___ Provided data ___

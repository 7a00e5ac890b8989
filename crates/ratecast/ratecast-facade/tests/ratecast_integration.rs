//! Integration tests for ratecast-facade
//!
//! Exercises sources, configuration, feature alignment and batch runs
//! together through the public API.

use std::fs;
use std::path::Path;
use std::sync::Arc;

use chrono::NaiveDate;
use ratecast_facade::prelude::*;
use ratecast_facade::{ArimaOrder, FeatureBuilder, FixedOrder, SourceKind};

fn noise(i: usize, seed: u64) -> f64 {
    let mut x = (i as u64).wrapping_add(seed.wrapping_mul(0x9E37_79B9_7F4A_7C15));
    x = (x ^ (x >> 30)).wrapping_mul(0xBF58_476D_1CE4_E5B9);
    x = (x ^ (x >> 27)).wrapping_mul(0x94D0_49BB_1331_11EB);
    x ^= x >> 31;
    (x >> 11) as f64 / (1u64 << 53) as f64 - 0.5
}

fn date(y: i32, m: u32, d: u32) -> NaiveDate {
    NaiveDate::from_ymd_opt(y, m, d).unwrap()
}

fn driven(n: usize) -> (TimeSeries, TimeSeries) {
    let x: Vec<f64> = (0..n).map(|i| 2.0 * noise(i, 11)).collect();
    let mut y = vec![0.0; n];
    for t in 1..n {
        y[t] = 0.5 * y[t - 1] + x[t - 1] + 0.1 * noise(t, 12);
    }
    (
        TimeSeries::from_values("RATE", date(2015, 1, 31), y).unwrap(),
        TimeSeries::from_values("X", date(2015, 1, 31), x).unwrap(),
    )
}

fn write_series(dir: &Path, series: &TimeSeries) {
    let mut body = String::from("date,value\n");
    for (d, v) in series.points() {
        body.push_str(&format!("{},{}\n", d.format("%Y-%m-%d"), v));
    }
    fs::write(dir.join(format!("{}.csv", series.name())), body).unwrap();
}

#[test]
fn test_run_from_csv_files() {
    let (target, x) = driven(80);
    let dir = tempfile::tempdir().unwrap();
    write_series(dir.path(), &target);
    write_series(dir.path(), &x);

    let source = PrioritizedSource::new().then(CsvFileSource::new(dir.path()));
    let rate = source.fetch(&SeriesRequest::monthly("RATE")).unwrap();
    let regressor = source.fetch(&SeriesRequest::monthly("X")).unwrap();
    assert_eq!(rate.kind, SourceKind::File);
    assert_eq!(rate.series, target);

    let outcome = RatePipeline::with_defaults()
        .run(
            &rate.series,
            &[Regressor::new(RegressorSpec::new("X", 1), regressor.series)],
        )
        .unwrap();
    let in_memory = RatePipeline::with_defaults()
        .run(&target, &[Regressor::new(RegressorSpec::new("X", 1), x)])
        .unwrap();
    assert_eq!(outcome, in_memory);
    assert_eq!(outcome.winner(), ModelKind::Challenger);
}

#[test]
fn test_partial_config_json() {
    let config: RunConfig = serde_json::from_str(
        r#"{"significance_threshold": 0.01, "evaluation_mode": "static",
            "expected_signs": {"CPI": "positive"}}"#,
    )
    .unwrap();
    assert_eq!(config.significance_threshold, 0.01);
    assert_eq!(config.evaluation_mode, EvaluationMode::Static);
    assert_eq!(config.expected_sign("CPI_lag1", "CPI"), ExpectedSign::Positive);
    assert_eq!(config.max_diff_order, 2);
    assert!(RatePipeline::new(config).is_ok());
}

#[test]
fn test_features_only_use_published_values() {
    let n = 60;
    let target = TimeSeries::from_values(
        "RATE",
        date(2016, 1, 31),
        (0..n).map(|i| i as f64).collect(),
    )
    .unwrap();
    let cpi = TimeSeries::from_values(
        "CPI",
        date(2016, 1, 31),
        (0..n).map(|i| 100.0 + i as f64).collect(),
    )
    .unwrap();

    let spec = RegressorSpec::new("CPI", 2).with_extra_lag(3);
    let set = FeatureBuilder::new(36)
        .build(&target, &[Regressor::new(spec, cpi.clone())])
        .unwrap();

    assert_eq!(set.len(), n - 3);
    for lag in [2usize, 3] {
        let feature = set.feature(&format!("CPI_lag{}", lag)).unwrap();
        for (row, month) in set.dates().iter().enumerate() {
            let published = ratecast_facade::shift_months(*month, -(lag as i32)).unwrap();
            assert_eq!(Some(feature.values[row]), cpi.value_at(published));
        }
    }
}

#[test]
fn test_runs_are_deterministic() {
    let (target, x) = driven(80);
    let regressors = [Regressor::new(RegressorSpec::new("X", 1), x)];
    let pipeline = RatePipeline::with_defaults();

    let first = pipeline.run(&target, &regressors).unwrap();
    let second = pipeline.run(&target, &regressors).unwrap();
    assert_eq!(first, second);
}

#[test]
fn test_batch_keeps_job_order() {
    let (target, x) = driven(80);
    let short = TimeSeries::from_values("SHORT", date(2020, 1, 31), vec![1.0; 10]).unwrap();
    let jobs = vec![
        ForecastJob::new(target, vec![Regressor::new(RegressorSpec::new("X", 1), x)]),
        ForecastJob::new(short, Vec::new()),
    ];

    let results = RatePipeline::with_defaults().run_batch(&jobs);
    assert_eq!(results.len(), 2);
    assert_eq!(results[0].as_ref().unwrap().target, "RATE");
    assert!(matches!(
        results[1],
        Err(RatecastError::InsufficientData { actual: 10, .. })
    ));
}

#[test]
fn test_wide_tie_tolerance_favors_baseline() {
    let (target, x) = driven(80);
    let config = RunConfig::default().tie_tolerance(10.0);

    let outcome = RatePipeline::new(config)
        .unwrap()
        .run(&target, &[Regressor::new(RegressorSpec::new("X", 1), x)])
        .unwrap();
    assert_eq!(outcome.winner(), ModelKind::Baseline);
    assert_eq!(
        outcome.evaluation.ranking,
        vec![ModelKind::Baseline, ModelKind::Challenger]
    );
    assert!(outcome.evaluation.improvement.unwrap() > 0.0);
}

#[test]
fn test_fixed_order_strategy() {
    let (target, x) = driven(80);
    let pipeline = RatePipeline::with_defaults().with_strategy(Arc::new(FixedOrder::new(1, 0)));

    let outcome = pipeline
        .run(&target, &[Regressor::new(RegressorSpec::new("X", 1), x)])
        .unwrap();
    assert_eq!(outcome.models.baseline.order, ArimaOrder::new(1, 0, 0));
    let challenger = outcome.models.challenger.model().unwrap();
    assert_eq!(challenger.order, ArimaOrder::new(1, 0, 0));
    assert!((challenger.exog[0].value - 1.0).abs() < 0.1);
    assert_eq!(challenger.orders_evaluated, 1);
}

___

** What is needed **
In the entries above, find lines with "SourceKind" and copy each.

** Expected output **
use ratecast_facade::{ArimaOrder, FeatureBuilder, FixedOrder, SourceKind};
    assert_eq!(rate.kind, SourceKind::File);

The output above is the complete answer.